The recent advances in variational autoencoders (VAEs) are of specific relevance to our application. Encoders approximate the data space by a lower-dimensional representation in a latent space and can be trained as neural networks that take data as inputs and produce the desired latent space as an output (Figure 1).
Here, the time-series data is encoded in a latent space represented by the mean and precision of each parameter in the model. This latent space is then decoded by simulating the model equations, therefore obtaining a simulation of the measured time-series outputs. The training of the model parameters proceeds by training neural network weights that encode the distributions of the model parameters from the data in an optimal way with respect to the decoder. An approximation of the marginal likelihood, the evidence lower bound (ELBO), is then used as an objective function by the ADAM optimizer, as implemented in TensorFlow. This brings us to the second challenge.
Challenge #2: Using importance sampling and a modified Euler scheme for numerical integration
Obtaining simulations of differential equation models is cumbersome due to the need for numerical integration of the model equations. Additionally, to make use of gradient-based optimizers such as Adam, the full model simulation must be differentiable.
A variant of variational autoencoders is the importance-weighted autoencoder (IWAE), which is thought to learn richer latent space representations. An additional benefit of importance sampling in this context is that it enables the simultaneous evaluation of multiple samples, alleviating the need to form long Markov chains during inference.
We used a simple modified Euler scheme for numerical integration, which was sufficient for our case study and, crucially, could be implemented as a while loop in TensorFlow, enabling auto-differentiation of the ELBO. An obvious future improvement to this approach would be to use the adjoint method proposed in the NeurIPS 2019 paper, “Neural Ordinary Differential Equations” by Ricky T.Q. Chen and others, which enables arbitrary numerical integration libraries to be used alongside gradient-based optimization.
Challenge #3: Using neural ordinary differential equation models to tackle model misspecification
As mentioned above, it is often difficult to know the structure of a differential equation model for a complex system. Incorrectly specifying the model with respect to the real system can result in false predictions being made. Model misspecification can also introduce biases in parameter estimates, affecting insights on the functioning and quantitative properties of the system of interest.
We explored using neural ordinary differential equations, a black-box model class that was recently introduced in the paper mentioned above.
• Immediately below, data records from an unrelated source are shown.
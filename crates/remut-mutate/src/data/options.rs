use std::collections::BTreeMap;
use std::fmt;
use std::sync::Arc;
use std::time::Duration;

use crate::error::BoxError;

/// HTTP header set with case-insensitive names.
///
/// Names are stored lowercased, so inserting `Content-Type` after
/// `content-type` replaces the earlier value instead of adding a second one.
#[derive(Debug, Clone, Default, PartialEq, Eq)]
pub struct Headers(BTreeMap<String, String>);

impl Headers {
    pub fn new() -> Self { Self::default() }

    /// Insert a header, replacing any value already stored under the same name.
    pub fn insert(&mut self, name: impl AsRef<str>, value: impl Into<String>) -> Option<String> {
        self.0.insert(name.as_ref().to_ascii_lowercase(), value.into())
    }

    pub fn get(&self, name: &str) -> Option<&str> {
        self.0.get(&name.to_ascii_lowercase()).map(String::as_str)
    }

    pub fn contains(&self, name: &str) -> bool { self.get(name).is_some() }

    pub fn len(&self) -> usize { self.0.len() }

    pub fn is_empty(&self) -> bool { self.0.is_empty() }

    pub fn iter(&self) -> impl Iterator<Item = (&str, &str)> {
        self.0.iter().map(|(k, v)| (k.as_str(), v.as_str()))
    }

    /// Overlay `other` on top of `self`: same-named keys take `other`'s value,
    /// keys only present in `self` persist.
    pub fn overlay(&mut self, other: &Headers) {
        for (name, value) in &other.0 {
            self.0.insert(name.clone(), value.clone());
        }
    }
}

impl<K: AsRef<str>, V: Into<String>> FromIterator<(K, V)> for Headers {
    fn from_iter<I: IntoIterator<Item = (K, V)>>(iter: I) -> Self {
        let mut headers = Headers::new();
        for (name, value) in iter {
            headers.insert(name, value);
        }
        headers
    }
}

/// Authentication attached to a request by the transport.
#[derive(Clone, PartialEq, Eq)]
pub enum Credentials {
    Bearer(String),
    Basic { username: String, password: Option<String> },
}

impl fmt::Debug for Credentials {
    fn fmt(&self, f: &mut fmt::Formatter<'_>) -> fmt::Result {
        match self {
            Credentials::Bearer(_) => f.write_str("Bearer(***)"),
            Credentials::Basic { username, .. } => f
                .debug_struct("Basic")
                .field("username", username)
                .field("password", &"***")
                .finish(),
        }
    }
}

/// Transport options for a mutation request.
///
/// Options come in three layers (ambient scope, call site, single
/// invocation). [`RequestOptions::layer`] merges one layer over another.
///
/// # Examples
///
/// ```
/// use remut_mutate::RequestOptions;
/// use std::time::Duration;
///
/// let options = RequestOptions::default()
///     .header("X-Client", "remut")
///     .bearer("token")
///     .timeout(Duration::from_secs(10));
/// assert_eq!(options.headers.get("x-client"), Some("remut"));
/// ```
#[derive(Debug, Clone, Default, PartialEq, Eq)]
pub struct RequestOptions {
    /// Headers to send. Merged key by key across layers.
    pub headers: Headers,

    /// Per-request timeout. No timeout is applied when unset.
    pub timeout: Option<Duration>,

    pub credentials: Option<Credentials>,
}

impl RequestOptions {
    #[must_use]
    pub fn header(mut self, name: impl AsRef<str>, value: impl Into<String>) -> Self {
        self.headers.insert(name, value);
        self
    }

    #[must_use]
    pub fn headers(mut self, headers: Headers) -> Self {
        self.headers = headers;
        self
    }

    #[must_use]
    pub fn timeout(mut self, timeout: Duration) -> Self {
        self.timeout = Some(timeout);
        self
    }

    #[must_use]
    pub fn bearer(mut self, token: impl Into<String>) -> Self {
        self.credentials = Some(Credentials::Bearer(token.into()));
        self
    }

    #[must_use]
    pub fn basic(mut self, username: impl Into<String>, password: Option<String>) -> Self {
        self.credentials = Some(Credentials::Basic {
            username: username.into(),
            password,
        });
        self
    }

    /// Merge `upper` over `self`. Set fields in `upper` win; headers are
    /// overlaid key by key rather than replaced wholesale.
    #[must_use]
    pub fn layer(&self, upper: &RequestOptions) -> RequestOptions {
        let mut headers = self.headers.clone();
        headers.overlay(&upper.headers);
        RequestOptions {
            headers,
            timeout: upper.timeout.or(self.timeout),
            credentials: upper.credentials.clone().or_else(|| self.credentials.clone()),
        }
    }
}

type Producer = dyn Fn() -> Result<RequestOptions, BoxError> + Send + Sync;

/// Source of ambient request options: a fixed value, or a producer invoked
/// on every request so time-varying values (tokens) are re-read each call.
#[derive(Clone)]
pub enum OptionsProvider {
    Static(RequestOptions),
    Dynamic(Arc<Producer>),
}

impl OptionsProvider {
    pub fn dynamic<F>(producer: F) -> Self
    where
        F: Fn() -> Result<RequestOptions, BoxError> + Send + Sync + 'static,
    {
        OptionsProvider::Dynamic(Arc::new(producer))
    }

    /// Produce the options for one request. Never cached.
    pub fn resolve(&self) -> Result<RequestOptions, BoxError> {
        match self {
            OptionsProvider::Static(options) => Ok(options.clone()),
            OptionsProvider::Dynamic(producer) => producer(),
        }
    }
}

impl Default for OptionsProvider {
    fn default() -> Self { OptionsProvider::Static(RequestOptions::default()) }
}

impl From<RequestOptions> for OptionsProvider {
    fn from(options: RequestOptions) -> Self { OptionsProvider::Static(options) }
}

impl fmt::Debug for OptionsProvider {
    fn fmt(&self, f: &mut fmt::Formatter<'_>) -> fmt::Result {
        match self {
            OptionsProvider::Static(options) => f.debug_tuple("Static").field(options).finish(),
            OptionsProvider::Dynamic(_) => f.write_str("Dynamic({ ... })"),
        }
    }
}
We developed our framework to work seamlessly with both prescribed and black-box models (or a mixture of the two). In doing so, we showed how the prediction capabilities of trained neural ordinary differential equation models can significantly outperform prescribed models on real biological data.
To learn more about our synthetic biology case study and how our variational autoencoders facilitate efficient inference, please read our ICML paper. The Python code and data can be found in a repository called VI-HDS (variational inference for hierarchical dynamical systems). The package is built using TensorFlow and benefits from TensorBoard visualizations during training. Again, we hope that providing the Python code and data will enable researchers to apply our research to other scenarios and make further advancements.